Frans Floris, or more correctly Frans de Vriendt, called Floris (1517 – 1 October 1570, both Antwerp) was a Flemish painter, a leading figure in the strain of Dutch and Flemish Renaissance painting that aimed to adapt Italian High Renaissance art to Northern tastes and requirements. He was a member of a large family trained to the study of art in Flanders.
Most of what we know of his youth is handed down from Karel van Mander's biography of him, which was at ten pages long, one of the most detailed biographies in his Schilder-boeck. According to van Mander, Frans was the son of the stonecutter Cornelis I de Vriendt (died 1538), whose family name was Floris, but who was so friendly that he took on the name Vriendt (Dutch for 'Friend') and this became the last name of his gifted stone-cutting son, Cornelis Floris de Vriendt (1514–1575). In reality, the earliest known ancestors of the Floris de Vriendt family, then still called only ‘de Vriendt’, were residents of Brussels where they practiced the craft of stonemason and stonecutter which was passed on from father to son. One of Frans' ancestors became in 1406 a master of the Brussels stonemasons guild. A family member, Jan Florisz. de Vriendt, left his native Brussels and settled in Antwerp in the mid 15th century. His patronymic name ‘Floris’ became the common family name of the subsequent generations. The original form ‘de Vriendt’ can, however, still be found in official documents until the late 16th century.
Frans' brothers also became excellent artists. The most famous one is Cornelis, who was an architect and sculptor and was responsible for the design of the Antwerp City Hall. Jacob Floris was a painter of stained-glass windows and Jan Floris was a potter. Jan traveled to Spain to conduct his art there and died young, but according to Van Mander, Frans had many examples of his work in his workshop that delighted his disciples. Like his brothers, Frans began as a student of sculpture, but later gave up carving for painting. At the age of twenty, he went to Liege and took lessons from Lambert Lombard, who highly encouraged studying in Italy.

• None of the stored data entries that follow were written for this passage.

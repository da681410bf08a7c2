// Miette's derive macro generates code that triggers these warnings
#![allow(unused_assignments)]

//! Naming-policy configuration for the schemagen schema generator.
//!
//! [`Config`] is parsed once per run from TOML and handed read-only to
//! every resolver. Unset knobs resolve to their documented defaults
//! through the accessor methods; parsing a knob never fails (unknown
//! style names fall back to their defaults).

mod config;
mod error;

pub use config::{Config, KnownType};
pub use error::{Error, Result};
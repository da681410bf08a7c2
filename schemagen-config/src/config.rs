use std::{path::Path, str::FromStr};

use indexmap::IndexMap;
use serde::Deserialize;

use schemagen_core::{CaseStyle, EnumValueStyle};

use crate::{Error, Result};

/// Naming policy for one generation run.
///
/// Every policy field is tri-state: `None` means "unset, apply the
/// documented default", which the accessor methods resolve at the point
/// of use. An explicitly set empty string is therefore distinct from an
/// unset field. The record is never mutated after construction; all
/// entities in a run observe the same snapshot.
#[derive(Debug, Clone, Default, Deserialize)]
pub struct Config {
    // Field naming
    pub field_case: Option<CaseStyle>,
    pub use_json_tag: Option<bool>,
    /// Tag key consulted before `json` when resolving field names
    /// (e.g. `gql`). Must be one of the recognized tag keys to ever match.
    pub struct_tag_name: Option<String>,

    // General naming transformations
    pub use_comments_as_description: Option<bool>,
    /// Comma-separated prefixes to strip from type names (first match wins)
    pub strip_prefix: Option<String>,
    /// Comma-separated suffixes to strip from type names (first match wins)
    pub strip_suffix: Option<String>,
    pub add_type_prefix: Option<String>,
    pub add_type_suffix: Option<String>,

    // Enum naming transformations
    pub strip_enum_prefix: Option<String>,
    pub strip_enum_suffix: Option<String>,
    pub add_enum_prefix: Option<String>,
    pub add_enum_suffix: Option<String>,

    // Enum value transformations
    pub enum_value_case: Option<CaseStyle>,
    pub enum_value_style: Option<EnumValueStyle>,
    pub iota_enum_value_style: Option<EnumValueStyle>,

    /// Source type name -> schema type name
    #[serde(default)]
    pub type_mappings: IndexMap<String, String>,

    /// Types the output schema imports rather than defines
    #[serde(default)]
    pub known_types: IndexMap<String, KnownType>,
}

/// An imported schema type: what to call it and where it comes from.
#[derive(Debug, Clone, Default, PartialEq, Eq, Deserialize)]
pub struct KnownType {
    pub schema_type: String,
    #[serde(default)]
    pub import: String,
}

impl FromStr for Config {
    type Err = Box<Error>;

    fn from_str(s: &str) -> Result<Self> {
        Self::from_str_with_filename(s, "schemagen.toml")
    }
}

impl Config {
    /// Parse a configuration file from the given path
    pub fn from_file(path: impl AsRef<Path>) -> Result<Self> {
        let path = path.as_ref();
        let content = std::fs::read_to_string(path).map_err(|e| {
            Box::new(Error::Io {
                path: path.to_path_buf(),
                source: e,
            })
        })?;
        Self::from_str_with_filename(&content, &path.display().to_string())
    }

    /// Parse a configuration from a string with a custom filename for
    /// error reporting
    pub fn from_str_with_filename(content: &str, filename: &str) -> Result<Self> {
        let config: Self =
            toml::from_str(content).map_err(|e| Error::parse(e, content, filename))?;
        Ok(config)
    }

    /// Case style for field names (default: camel).
    pub fn field_case(&self) -> CaseStyle {
        self.field_case.unwrap_or(CaseStyle::Camel)
    }

    /// Whether a `json` tag overrides the bare identifier (default: true).
    pub fn use_json_tag(&self) -> bool {
        self.use_json_tag.unwrap_or(true)
    }

    /// Tag key consulted first for field names (default: none).
    pub fn struct_tag_name(&self) -> &str {
        self.struct_tag_name.as_deref().unwrap_or("")
    }

    /// Whether source comments feed entity descriptions (default: false).
    pub fn use_comments_as_description(&self) -> bool {
        self.use_comments_as_description.unwrap_or(false)
    }

    pub fn strip_prefix(&self) -> &str {
        self.strip_prefix.as_deref().unwrap_or("")
    }

    pub fn strip_suffix(&self) -> &str {
        self.strip_suffix.as_deref().unwrap_or("")
    }

    pub fn add_type_prefix(&self) -> &str {
        self.add_type_prefix.as_deref().unwrap_or("")
    }

    pub fn add_type_suffix(&self) -> &str {
        self.add_type_suffix.as_deref().unwrap_or("")
    }

    pub fn strip_enum_prefix(&self) -> &str {
        self.strip_enum_prefix.as_deref().unwrap_or("")
    }

    pub fn strip_enum_suffix(&self) -> &str {
        self.strip_enum_suffix.as_deref().unwrap_or("")
    }

    pub fn add_enum_prefix(&self) -> &str {
        self.add_enum_prefix.as_deref().unwrap_or("")
    }

    pub fn add_enum_suffix(&self) -> &str {
        self.add_enum_suffix.as_deref().unwrap_or("")
    }

    /// Case style for enum values rendered from names (default:
    /// screaming_snake).
    pub fn enum_value_case(&self) -> CaseStyle {
        self.enum_value_case.unwrap_or(CaseStyle::ScreamingSnake)
    }

    /// Style for enum values with explicit literals (default: keep the
    /// literal).
    pub fn enum_value_style(&self) -> EnumValueStyle {
        self.enum_value_style.unwrap_or(EnumValueStyle::Value)
    }

    /// Style for ordinal-style enum values (default: derive from name).
    pub fn iota_enum_value_style(&self) -> EnumValueStyle {
        self.iota_enum_value_style.unwrap_or(EnumValueStyle::Name)
    }

    /// Map a source type name to its schema type name.
    ///
    /// Explicit `type_mappings` win over `known_types`; an unmapped name
    /// is returned unchanged.
    pub fn schema_type<'a>(&'a self, name: &'a str) -> &'a str {
        if let Some(mapped) = self.type_mappings.get(name) {
            return mapped;
        }
        if let Some(known) = self.known_types.get(name) {
            return &known.schema_type;
        }
        name
    }
}
//! Description resolution.
//!
//! A description comes from annotations first, the raw source comment
//! second, and only when the configuration opts in; otherwise every
//! entity resolves to an empty description.

use schemagen_config::Config;
use schemagen_ir::{Annotation, Describable};

/// Annotation names that carry a description, in lookup order for both
/// the annotation name and its parameters.
const DESCRIPTION_KEYS: &[&str] = &["description", "desc", "comment"];

/// Resolve the description for any describable declaration.
///
/// Returns an empty string unless `use_comments_as_description` is set.
pub fn resolve_description(config: &Config, entity: &dyn Describable) -> String {
    if !config.use_comments_as_description() {
        return String::new();
    }
    if let Some(desc) = description_from_annotations(entity.annotations()) {
        if !desc.is_empty() {
            return desc;
        }
        // A parameter that trims to nothing counts as absent.
    }
    entity.comment().trim().to_string()
}

/// Scan annotations in source order for the first description-carrying
/// annotation with a non-empty parameter.
fn description_from_annotations(annotations: &[Annotation]) -> Option<String> {
    for ann in annotations {
        if !DESCRIPTION_KEYS.contains(&ann.name.as_str()) {
            continue;
        }
        for key in DESCRIPTION_KEYS {
            if let Some(value) = ann.param(key) {
                if !value.is_empty() {
                    return Some(value.trim().to_string());
                }
            }
        }
    }
    None
}
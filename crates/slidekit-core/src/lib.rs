pub mod clock;
pub mod config;
pub mod driver;
pub mod engine;
pub mod error;
pub mod script;

pub use clock::{Clock, ManualClock, SystemClock};
pub use config::{AnimationConfig, AppConfig, EasingType, SliderMode, SliderOptions};
pub use driver::{drive_until_settled, FrameSource, IntervalFrames, ManualFrames};
pub use engine::{PointerEvent, PointerKind, Slider, SliderEvent, TrackDetails};
pub use error::{Error, Result};
pub use script::{GestureScript, PlayStats, ScriptPlayer, ScriptStep};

Floris traveled to Rome and quickly became enamored with the painting (particularly Michelangelo) he found in Rome. He made many sketches in red chalk that his disciples eagerly etched. Upon his return home, he opened a workshop on the Italian model and enjoyed such a grand success that it went to his head and he took to drinking. According to Van Mander, Dirk Volkertsz Coornhert sent him a letter in which he claimed Albrecht Dürer felt that Floris had more thought for his art than for his own life. Apparently Coornhert was not the only one concerned, but Floris' wife Clara was also worried about him, and it was at this point in his career that his brother Cornelis built a palace for him in Antwerp with a facade of blue limestone (Orduyn-steen) and with luxurious decorations such as gilded leather wall-coverings in the bedroom. It was hoped that with his own palace with a workshop he would become a better manager and housefather, but according to Van Mander, the contrary happened, and his yearly income slid from an almost incredible 1000 guilders per year (a fortune in those days) to nothing but debts in his old age.

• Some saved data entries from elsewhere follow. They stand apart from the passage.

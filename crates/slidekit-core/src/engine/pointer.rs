//! Pointer input as delivered by the host, and the state of an active drag.

use serde::{Deserialize, Serialize};

/// Identifies one pointer across a gesture
pub type PointerId = u64;

/// Pointer used by hosts that only ever see one mouse
pub const DEFAULT_POINTER: PointerId = 0;

#[derive(Debug, Clone, Copy, Default, PartialEq, Eq, Serialize, Deserialize)]
#[serde(rename_all = "snake_case")]
pub enum PointerKind {
    #[default]
    Mouse,
    Touch,
}

/// One pointer sample in page coordinates
#[derive(Debug, Clone, Copy, PartialEq)]
pub struct PointerEvent {
    pub pointer: PointerId,
    pub x: f64,
    pub y: f64,
    /// Milliseconds, same time base as the slider's clock
    pub timestamp: f64,
    pub kind: PointerKind,
}

impl PointerEvent {
    pub fn mouse(x: f64, y: f64, timestamp: f64) -> Self {
        Self {
            pointer: DEFAULT_POINTER,
            x,
            y,
            timestamp,
            kind: PointerKind::Mouse,
        }
    }

    pub fn touch(pointer: PointerId, x: f64, y: f64, timestamp: f64) -> Self {
        Self {
            pointer,
            x,
            y,
            timestamp,
            kind: PointerKind::Touch,
        }
    }

    /// (main, cross) coordinates for the slider's axis
    pub fn axes(&self, vertical: bool) -> (f64, f64) {
        if vertical {
            (self.y, self.x)
        } else {
            (self.x, self.y)
        }
    }
}

/// Book-keeping for the gesture in progress
#[derive(Debug, Clone, Copy, PartialEq)]
pub(crate) struct DragState {
    pub pointer: PointerId,
    /// Index under the viewport when the gesture began
    pub index_start: i64,
    /// Main-axis coordinate of the previous sample
    pub last_main: f64,
    last_cross: f64,
    /// No move has been applied yet
    pub just_started: bool,
}

impl DragState {
    pub fn begin(event: &PointerEvent, vertical: bool, index_start: i64) -> Self {
        let (main, cross) = event.axes(vertical);
        Self {
            pointer: event.pointer,
            index_start,
            last_main: main,
            last_cross: cross,
            just_started: true,
        }
    }

    /// Whether this move slides the track rather than scrolling the page.
    ///
    /// Mouse input always slides. A touch slides while it travels at least
    /// as far along the main axis as across it.
    pub fn is_slide(&mut self, event: &PointerEvent, vertical: bool) -> bool {
        let (main, cross) = event.axes(vertical);
        let slide = match event.kind {
            PointerKind::Mouse => true,
            PointerKind::Touch => {
                (self.last_cross - cross).abs() <= (self.last_main - main).abs()
            }
        };
        self.last_cross = cross;
        slide
    }
}

#[cfg(test)]
mod tests {
    use super::*;

    #[test]
    fn test_vertical_swaps_axes() {
        let event = PointerEvent::mouse(10.0, 20.0, 0.0);
        assert_eq!(event.axes(false), (10.0, 20.0));
        assert_eq!(event.axes(true), (20.0, 10.0));
    }

    #[test]
    fn test_touch_axis_lock() {
        let start = PointerEvent::touch(7, 100.0, 100.0, 0.0);
        let mut drag = DragState::begin(&start, false, 0);

        // Mostly vertical movement on a horizontal slider
        let scroll = PointerEvent::touch(7, 102.0, 130.0, 10.0);
        assert!(!drag.is_slide(&scroll, false));

        let mut drag = DragState::begin(&start, false, 0);
        let swipe = PointerEvent::touch(7, 60.0, 104.0, 10.0);
        assert!(drag.is_slide(&swipe, false));
    }

    #[test]
    fn test_mouse_always_slides() {
        let start = PointerEvent::mouse(0.0, 0.0, 0.0);
        let mut drag = DragState::begin(&start, false, 3);
        assert!(drag.is_slide(&PointerEvent::mouse(0.0, 500.0, 5.0), false));
        assert_eq!(drag.index_start, 3);
    }
}
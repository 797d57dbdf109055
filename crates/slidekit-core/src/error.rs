use thiserror::Error;

#[derive(Error, Debug)]
pub enum Error {
    #[error("Configuration error: {0}")]
    Config(String),

    #[error("IO error: {0}")]
    Io(#[from] std::io::Error),

    #[error("Gesture script error: {0}")]
    Script(String),
}

pub type Result<T> = std::result::Result<T, Error>;
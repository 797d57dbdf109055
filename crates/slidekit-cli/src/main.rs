use std::path::PathBuf;

use anyhow::Result;
use clap::{Parser, Subcommand};
use tracing_subscriber::{layer::SubscriberExt, util::SubscriberInitExt};

use slidekit_core::AppConfig;

mod commands;

#[derive(Parser)]
#[command(name = "slidekit")]
#[command(author, version, about = "Replay touch and drag gestures against a carousel motion engine")]
struct Cli {
    /// Configuration file (defaults to ~/.config/slidekit/config.toml)
    #[arg(short = 'c', long = "config", global = true)]
    config: Option<PathBuf>,

    #[command(subcommand)]
    command: Commands,
}

#[derive(Subcommand)]
enum Commands {
    /// Replay a gesture script on a simulated clock
    Simulate {
        /// Gesture script (TOML)
        #[arg(short = 's', long)]
        script: PathBuf,
        /// Print one JSON record per notification
        #[arg(long)]
        json: bool,
    },
    /// Replay a gesture script in real time
    Play {
        /// Gesture script (TOML)
        #[arg(short = 's', long)]
        script: PathBuf,
    },
    /// Inspect or create the configuration file
    Config {
        #[command(subcommand)]
        action: ConfigAction,
    },
}

#[derive(Subcommand)]
enum ConfigAction {
    /// Print the effective configuration
    Show,
    /// Write the default configuration file
    Init {
        /// Overwrite an existing file
        #[arg(long)]
        force: bool,
    },
}

#[tokio::main]
async fn main() -> Result<()> {
    let cli = Cli::parse();

    // Load configuration
    let config = match &cli.config {
        Some(path) => AppConfig::load_from(path)?,
        None => AppConfig::load()?,
    };

    // Initialize logging
    tracing_subscriber::registry()
        .with(tracing_subscriber::EnvFilter::new(
            std::env::var("RUST_LOG").unwrap_or_else(|_| config.general.log_level.clone()),
        ))
        .with(
            tracing_subscriber::fmt::layer()
                .with_target(false)
                .with_writer(std::io::stderr),
        )
        .init();

    match cli.command {
        Commands::Simulate { script, json } => {
            commands::simulate::run(&config, &script, json).await
        }
        Commands::Play { script } => {
            commands::play::run(&config, &script).await
        }
        Commands::Config { action } => {
            match action {
                ConfigAction::Show => commands::config::show(&config),
                ConfigAction::Init { force } => commands::config::init(force),
            }
        }
    }
}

It must have been fun for the pupils and other workers in his workshop however, because it was said that he could even drink a Franckfoorder under the table. His pupils loved him, and when his old teacher Lambert Lombard came to visit and claimed he was nothing but an idea thief, Frans's pupils nearly lynched him, and he was saved by Frans himself, who just laughed it off. Van Mander even goes on to state that he nearly always had a large commission in the workshop that he would work on late at night, and the pupils who stayed latest would undress him (taking off his shoes and stockings) and put him to bed before they left. Van Mander claims that according to Frans Menton, Floris was loved by his pupils for allowing them more freedom than other Antwerp masters, and a list of 120 of his disciples was put together by a small group of them who met for a reunion after his death.
Van Mander includes a list of leading Antwerp church altars as coming from his workshop, but according to his story, these were then not only by Floris himself, but created from a team of changing pupils under his guidance. Floris painted a series of large pictures for the country houses of Spanish nobles and the villas of Antwerp patricians. He is known to have illustrated the fable of Hercules in ten compositions, and the liberal arts in seven for Nicolaas Jongelinck, a merchant of Antwerp, and adorned the duke of Arschot's palace of Beaumont with fourteen colossal panels.
Comparatively few of his works have descended to us, possibly because many were destroyed in the iconoclastic uprisings in Antwerp of the second half of the sixteenth century, and partly because this era in Flemish painting has fallen out of favor in art circles. The earliest extant canvas by Floris is the Mars and Venus ensnared by Vulcan in the Berlin Museum (1547). There are other works at Aalst, Antwerp, Copenhagen, Dresden, Florence, Zoutleeuw, Madrid, St Petersburg, Châlons-en-Champagne and Vienna.
The boldness and force Floris' works possess reflect the monumental style of their Italian models. Their technical execution reveals a rapid hand, bright coloring, and a mastery of anatomy not always evident in Netherlandish art of the time. Floris owed much of his repute to the cleverness with which his works were transferred to copper by Jerome Cock, Cornelis Cort, and Theodor Galle.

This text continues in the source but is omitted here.